Day 445: Admission Control and Workload Governance

The core idea: After a database engine gets good at executing individual queries efficiently, the harder problem is deciding which work is allowed to consume shared CPU, memory, WAL, and lock capacity at all. Admission control protects the system by refusing or delaying the wrong work before overload turns into a correctness or latency incident.

Today's "Aha!" Moment

In 043.md, Harbor Point made its morning exposure report much more CPU-efficient by switching the hot path to vectorized execution. That looked like a pure win until the next market-open spike. Analysts launched several copies of the exposure report, the overnight backfill was still scanning historical reservations, autovacuum was catching up on version cleanup, and traders were simultaneously trying to commit new reservations with a tight latency SLO. No single query was obviously broken. The cluster still fell behind anyway.

The important realization is that overload in a database is usually not caused by "too many connections" in the abstract. It happens because too much admitted work starts competing for the same internal choke points: runnable CPU slots, memory grants for joins and sorts, WAL flush bandwidth, lock-manager attention, buffer-pool residency, compaction or vacuum workers, and storage queue depth. Once a low-priority scan has already claimed those resources, the engine is no longer choosing policy. It is just suffering the consequences.

Admission control is the layer that turns business priority into an engine decision. Harbor Point should be able to say, concretely, that a trader commit, a desk dashboard query, and a historical reconciliation scan are not equivalent requests.
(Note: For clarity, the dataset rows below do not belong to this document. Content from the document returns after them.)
/// One-shot frame request in the style of a redraw callback.
///
/// A ticker delivers at most one frame per [`Ticker::request`]. Work that
/// wants to keep running requests the next frame from inside the current one,
/// so cancelling is simply dropping the pending request.
#[derive(Debug, Default, Clone)]
pub struct Ticker {
    pending: bool,
    fired: u64,
}

impl Ticker {
    /// Idle ticker with nothing scheduled.
    pub fn new() -> Self {
        Self::default()
    }

    /// Schedules the next frame. Requests do not stack.
    pub fn request(&mut self) {
        self.pending = true;
    }

    /// Drops the pending frame, if any.
    pub fn cancel(&mut self) {
        self.pending = false;
    }

    /// Whether the next host frame will be delivered.
    pub fn is_pending(&self) -> bool {
        self.pending
    }

    /// Consumes the pending request. Returns `false` if nothing was scheduled.
    pub fn fire(&mut self) -> bool {
        if !self.pending {
            return false;
        }
        self.pending = false;
        self.fired += 1;
        true
    }

    /// Number of frames delivered since construction.
    pub fn fired(&self) -> u64 {
        self.fired
    }
}

/// Turns host timestamps into per-frame deltas.
#[derive(Debug, Default, Clone)]
pub struct FrameClock {
    last_seconds: Option<f64>,
    elapsed_seconds: f64,
}

impl FrameClock {
    pub fn new() -> Self {
        Self::default()
    }

    /// Forgets the last timestamp so the next frame yields a zero delta.
    pub fn reset(&mut self) {
        self.last_seconds = None;
        self.elapsed_seconds = 0.0;
    }

    /// Returns the delta since the previous frame. The first frame after a
    /// reset yields zero and timestamps going backwards are clamped.
    pub fn frame(&mut self, now_seconds: f64) -> f32 {
        let delta = self
            .last_seconds
            .map(|last| (now_seconds - last).max(0.0))
            .unwrap_or(0.0);
        self.last_seconds = Some(now_seconds);
        self.elapsed_seconds += delta;
        delta as f32
    }

    /// Sum of the deltas handed out since the last reset.
    pub fn elapsed_seconds(&self) -> f64 {
        self.elapsed_seconds
    }
}
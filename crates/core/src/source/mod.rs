use std::{
    f32::consts::PI,
    fmt,
    path::Path,
    sync::{Arc, Mutex, MutexGuard},
};

use tracing::warn;

use crate::{Result, SpatialAudioError};

/// Shared handle to one playable media resource.
///
/// The player keeps one clone to drive transport (play, pause, seek) and hands
/// another to the engine, whose source node pulls frames from it. A paused or
/// finished element renders silence.
#[derive(Clone)]
pub struct MediaElement {
    inner: Arc<Mutex<MediaState>>,
}

struct MediaState {
    label: String,
    /// Interleaved PCM.
    samples: Arc<[f32]>,
    channels: usize,
    sample_rate: u32,
    cursor: usize,
    playing: bool,
    ended: bool,
}

impl MediaState {
    fn frame_count(&self) -> usize {
        self.samples.len() / self.channels
    }
}

impl MediaElement {
    /// Wraps interleaved samples. Only the first two channels are played.
    pub fn from_samples(
        label: impl Into<String>,
        samples: Vec<f32>,
        channels: u16,
        sample_rate: u32,
    ) -> Result<Self> {
        if channels == 0 {
            return Err(SpatialAudioError::msg("media must have at least one channel"));
        }
        if sample_rate == 0 {
            return Err(SpatialAudioError::msg("media sample rate must be positive"));
        }

        let state = MediaState {
            label: label.into(),
            samples: samples.into(),
            channels: usize::from(channels),
            sample_rate,
            cursor: 0,
            playing: false,
            ended: false,
        };
        Ok(Self {
            inner: Arc::new(Mutex::new(state)),
        })
    }

    /// Mono sine tone, mostly useful as a stand-in source.
    pub fn tone(frequency: f32, seconds: f32, amplitude: f32, sample_rate: u32) -> Result<Self> {
        let frames = (seconds.max(0.0) * sample_rate as f32) as usize;
        let samples = (0..frames)
            .map(|n| amplitude * (2.0 * PI * frequency * n as f32 / sample_rate as f32).sin())
            .collect();
        Self::from_samples(format!("tone {frequency} Hz"), samples, 1, sample_rate)
    }

    pub fn silence(seconds: f32, sample_rate: u32) -> Result<Self> {
        let frames = (seconds.max(0.0) * sample_rate as f32) as usize;
        Self::from_samples("silence", vec![0.0; frames], 1, sample_rate)
    }

    /// Decodes a WAV file (integer or float PCM) into memory.
    pub fn from_wav(path: impl AsRef<Path>) -> Result<Self> {
        let path = path.as_ref();
        let mut reader = hound::WavReader::open(path)?;
        let spec = reader.spec();

        let samples: Vec<f32> = match spec.sample_format {
            hound::SampleFormat::Float => reader
                .samples::<f32>()
                .collect::<std::result::Result<_, _>>()?,
            hound::SampleFormat::Int => {
                let scale = 1.0 / (1_i64 << (spec.bits_per_sample.saturating_sub(1))) as f32;
                reader
                    .samples::<i32>()
                    .map(|sample| sample.map(|value| value as f32 * scale))
                    .collect::<std::result::Result<_, _>>()?
            }
        };

        Self::from_samples(
            path.display().to_string(),
            samples,
            spec.channels,
            spec.sample_rate,
        )
    }

    pub fn label(&self) -> String {
        self.lock().map(|state| state.label.clone()).unwrap_or_default()
    }

    pub fn sample_rate(&self) -> u32 {
        self.lock().map(|state| state.sample_rate).unwrap_or(0)
    }

    pub fn channels(&self) -> u16 {
        self.lock()
            .map(|state| state.channels as u16)
            .unwrap_or(0)
    }

    pub fn play(&self) {
        if let Some(mut state) = self.lock() {
            if state.ended {
                state.cursor = 0;
                state.ended = false;
            }
            state.playing = true;
        }
    }

    pub fn pause(&self) {
        if let Some(mut state) = self.lock() {
            state.playing = false;
        }
    }

    pub fn seek(&self, seconds: f32) {
        if let Some(mut state) = self.lock() {
            let frame = (seconds.max(0.0) * state.sample_rate as f32) as usize;
            state.cursor = frame.min(state.frame_count());
            state.ended = state.cursor >= state.frame_count();
        }
    }

    pub fn is_playing(&self) -> bool {
        self.lock().map(|state| state.playing).unwrap_or(false)
    }

    pub fn ended(&self) -> bool {
        self.lock().map(|state| state.ended).unwrap_or(false)
    }

    pub fn current_time(&self) -> f32 {
        self.lock()
            .map(|state| state.cursor as f32 / state.sample_rate as f32)
            .unwrap_or(0.0)
    }

    pub fn duration(&self) -> f32 {
        self.lock()
            .map(|state| state.frame_count() as f32 / state.sample_rate as f32)
            .unwrap_or(0.0)
    }

    /// Fills `out` with interleaved stereo frames and returns how many frames
    /// carried media. The remainder is zeroed.
    pub fn read_stereo(&self, out: &mut [f32]) -> usize {
        out.fill(0.0);
        let Some(mut state) = self.lock() else {
            return 0;
        };
        if !state.playing {
            return 0;
        }

        let channels = state.channels;
        let available = state.frame_count() - state.cursor;
        let frames = (out.len() / 2).min(available);
        let start = state.cursor * channels;

        for (frame, slot) in out.chunks_exact_mut(2).take(frames).enumerate() {
            let base = start + frame * channels;
            let left = state.samples[base];
            let right = if channels > 1 {
                state.samples[base + 1]
            } else {
                left
            };
            slot[0] = left;
            slot[1] = right;
        }

        state.cursor += frames;
        if state.cursor >= state.frame_count() {
            state.ended = true;
            state.playing = false;
        }
        frames
    }

    /// Whether both handles refer to the same element.
    pub fn same_as(&self, other: &MediaElement) -> bool {
        Arc::ptr_eq(&self.inner, &other.inner)
    }

    fn lock(&self) -> Option<MutexGuard<'_, MediaState>> {
        match self.inner.lock() {
            Ok(guard) => Some(guard),
            Err(_) => {
                warn!("media element has been poisoned");
                None
            }
        }
    }
}

impl fmt::Debug for MediaElement {
    fn fmt(&self, f: &mut fmt::Formatter<'_>) -> fmt::Result {
        f.debug_struct("MediaElement")
            .field("label", &self.label())
            .field("sample_rate", &self.sample_rate())
            .field("playing", &self.is_playing())
            .finish()
    }
}

/// Writes interleaved stereo frames as a 32-bit float WAV file.
pub fn write_stereo_wav(path: impl AsRef<Path>, samples: &[f32], sample_rate: u32) -> Result<()> {
    let spec = hound::WavSpec {
        channels: 2,
        sample_rate,
        bits_per_sample: 32,
        sample_format: hound::SampleFormat::Float,
    };
    let mut writer = hound::WavWriter::create(path, spec)?;
    for &sample in samples {
        writer.write_sample(sample)?;
    }
    writer.finalize()?;
    Ok(())
}
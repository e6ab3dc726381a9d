use serde::{Deserialize, Serialize};
use tracing::{info, warn};

use crate::{mapping::volume_gain, AudioEngine, MediaElement, Result, Track};

/// Transport state owned by the player and read by the view.
#[derive(Debug, Clone, Copy, PartialEq, Serialize, Deserialize)]
#[serde(rename_all = "camelCase")]
pub struct PlaybackState {
    /// Gain in [0, 1] after muting.
    pub volume: f32,
    pub is_playing: bool,
    pub current_time_sec: f32,
    pub duration_sec: f32,
}

/// Owns the media element and the engine it feeds.
///
/// The engine is initialized lazily with the first loaded track; later loads
/// swap the source node instead of building another graph.
#[derive(Debug)]
pub struct Player {
    engine: AudioEngine,
    media: Option<MediaElement>,
    track: Option<Track>,
    volume_percent: f32,
    muted: bool,
}

impl Player {
    /// Wraps `engine` with nothing loaded, at 70% volume and unmuted.
    pub fn new(engine: AudioEngine) -> Self {
        Self {
            engine,
            media: None,
            track: None,
            volume_percent: 70.0,
            muted: false,
        }
    }

    /// Engine fed by the loaded element.
    pub fn engine(&self) -> &AudioEngine {
        &self.engine
    }

    pub fn engine_mut(&mut self) -> &mut AudioEngine {
        &mut self.engine
    }

    /// Last successfully loaded track.
    pub fn current_track(&self) -> Option<&Track> {
        self.track.as_ref()
    }

    /// Element of the current track.
    pub fn media(&self) -> Option<&MediaElement> {
        self.media.as_ref()
    }

    /// Validates `track` and connects `media` to the engine in place of the
    /// previous element, which is paused once the new one is connected.
    ///
    /// On error the player keeps its previous track and media untouched.
    pub fn load_track(&mut self, track: Track, media: MediaElement) -> Result<()> {
        track.validate()?;

        if self.engine.is_initialized() {
            self.engine.replace_source(media.clone());
        } else {
            self.engine.initialize(media.clone())?;
        }
        self.engine.set_volume(self.gain());

        if let Some(previous) = self.media.replace(media) {
            if !self.media.as_ref().is_some_and(|current| current.same_as(&previous)) {
                previous.pause();
            }
        }

        info!(id = %track.id, title = %track.title, "track loaded");
        self.track = Some(track);
        Ok(())
    }

    /// Starts the loaded element; warns when nothing is loaded.
    pub fn play(&mut self) {
        match &self.media {
            Some(media) => media.play(),
            None => warn!("play requested with no track loaded"),
        }
    }

    pub fn pause(&mut self) {
        if let Some(media) = &self.media {
            media.pause();
        }
    }

    pub fn toggle_play(&mut self) {
        if self.is_playing() {
            self.pause();
        } else {
            self.play();
        }
    }

    /// Moves the playhead of the loaded element, in seconds.
    pub fn seek(&mut self, seconds: f32) {
        if let Some(media) = &self.media {
            media.seek(seconds);
        }
    }

    /// True while the loaded element is advancing.
    pub fn is_playing(&self) -> bool {
        self.media.as_ref().is_some_and(MediaElement::is_playing)
    }

    /// Volume slider position in percent.
    pub fn set_volume(&mut self, volume_percent: f32) {
        self.volume_percent = volume_percent;
        self.engine.set_volume(self.gain());
    }

    /// Mute keeps the slider position and drives the master gain to 0.
    pub fn set_muted(&mut self, muted: bool) {
        self.muted = muted;
        self.engine.set_volume(self.gain());
    }

    pub fn toggle_mute(&mut self) {
        self.set_muted(!self.muted);
    }

    pub fn is_muted(&self) -> bool {
        self.muted
    }

    /// Snapshot of the transport for the view. Times read 0 with no track.
    pub fn state(&self) -> PlaybackState {
        let (current_time_sec, duration_sec) = self
            .media
            .as_ref()
            .map(|media| (media.current_time(), media.duration()))
            .unwrap_or((0.0, 0.0));

        PlaybackState {
            volume: self.gain(),
            is_playing: self.is_playing(),
            current_time_sec,
            duration_sec,
        }
    }

    /// Stops playback and releases the engine's audio resources.
    pub fn shutdown(&mut self) {
        self.pause();
        self.engine.destroy();
    }

    fn gain(&self) -> f32 {
        volume_gain(self.volume_percent, self.muted)
    }
}
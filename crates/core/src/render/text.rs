use std::fmt;

use super::{Bar, Canvas};

const EMPTY: char = ' ';
const FILLED: char = '#';

/// Character grid canvas, one cell per canvas unit.
#[derive(Debug, Clone)]
pub struct TextCanvas {
    columns: usize,
    rows: usize,
    cells: Vec<char>,
}

impl TextCanvas {
    pub fn new(columns: usize, rows: usize) -> Self {
        Self {
            columns,
            rows,
            cells: vec![EMPTY; columns * rows],
        }
    }

    pub fn row(&self, index: usize) -> Option<String> {
        (index < self.rows).then(|| {
            self.cells[index * self.columns..(index + 1) * self.columns]
                .iter()
                .collect()
        })
    }

    /// Filled cells in column `column`.
    pub fn column_height(&self, column: usize) -> usize {
        if column >= self.columns {
            return 0;
        }
        (0..self.rows)
            .filter(|row| self.cells[row * self.columns + column] == FILLED)
            .count()
    }
}

impl Canvas for TextCanvas {
    fn size(&self) -> (f32, f32) {
        (self.columns as f32, self.rows as f32)
    }

    fn clear(&mut self) {
        self.cells.fill(EMPTY);
    }

    fn fill_bar(&mut self, bar: &Bar) {
        let first_column = bar.x.floor().max(0.0) as usize;
        let last_column = ((bar.x + bar.width).ceil() as usize).min(self.columns);
        let top_row = (bar.y.round().max(0.0) as usize).min(self.rows);

        for row in top_row..self.rows {
            for column in first_column..last_column {
                self.cells[row * self.columns + column] = FILLED;
            }
        }
    }
}

impl fmt::Display for TextCanvas {
    fn fmt(&self, f: &mut fmt::Formatter<'_>) -> fmt::Result {
        for row in 0..self.rows {
            let line: String = self.cells[row * self.columns..(row + 1) * self.columns]
                .iter()
                .collect();
            writeln!(f, "{}", line.trim_end())?;
        }
        Ok(())
    }
}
They may all be valid SQL, but they do not deserve the same right to consume scarce internal capacity at the same moment. Workload governance is how the engine enforces that distinction under pressure.

That corrects a common misconception. Database admission control is not just a nicer spelling of rate limiting. A generic rate limiter counts requests. A database governor reasons about the specific resources each request will strain, how long it can wait, and what higher-priority work must stay protected even if that means rejecting useful lower-priority work.

Why This Matters

Harbor Point's core booking path writes to reservations, updates issuer exposure state, and waits for a durable commit before the trader sees success. The same cluster also serves intraday compliance analytics and overnight backfills. If the database admits all of that work indiscriminately, the failure mode is rarely a clean "server full" message. Instead, commit latency stretches from a few milliseconds to hundreds, lock holders remain active longer, analytical scans accumulate in queues they cannot drain, and background maintenance falls further behind. By the time operators notice the incident, the engine is already carrying a backlog in several subsystems at once.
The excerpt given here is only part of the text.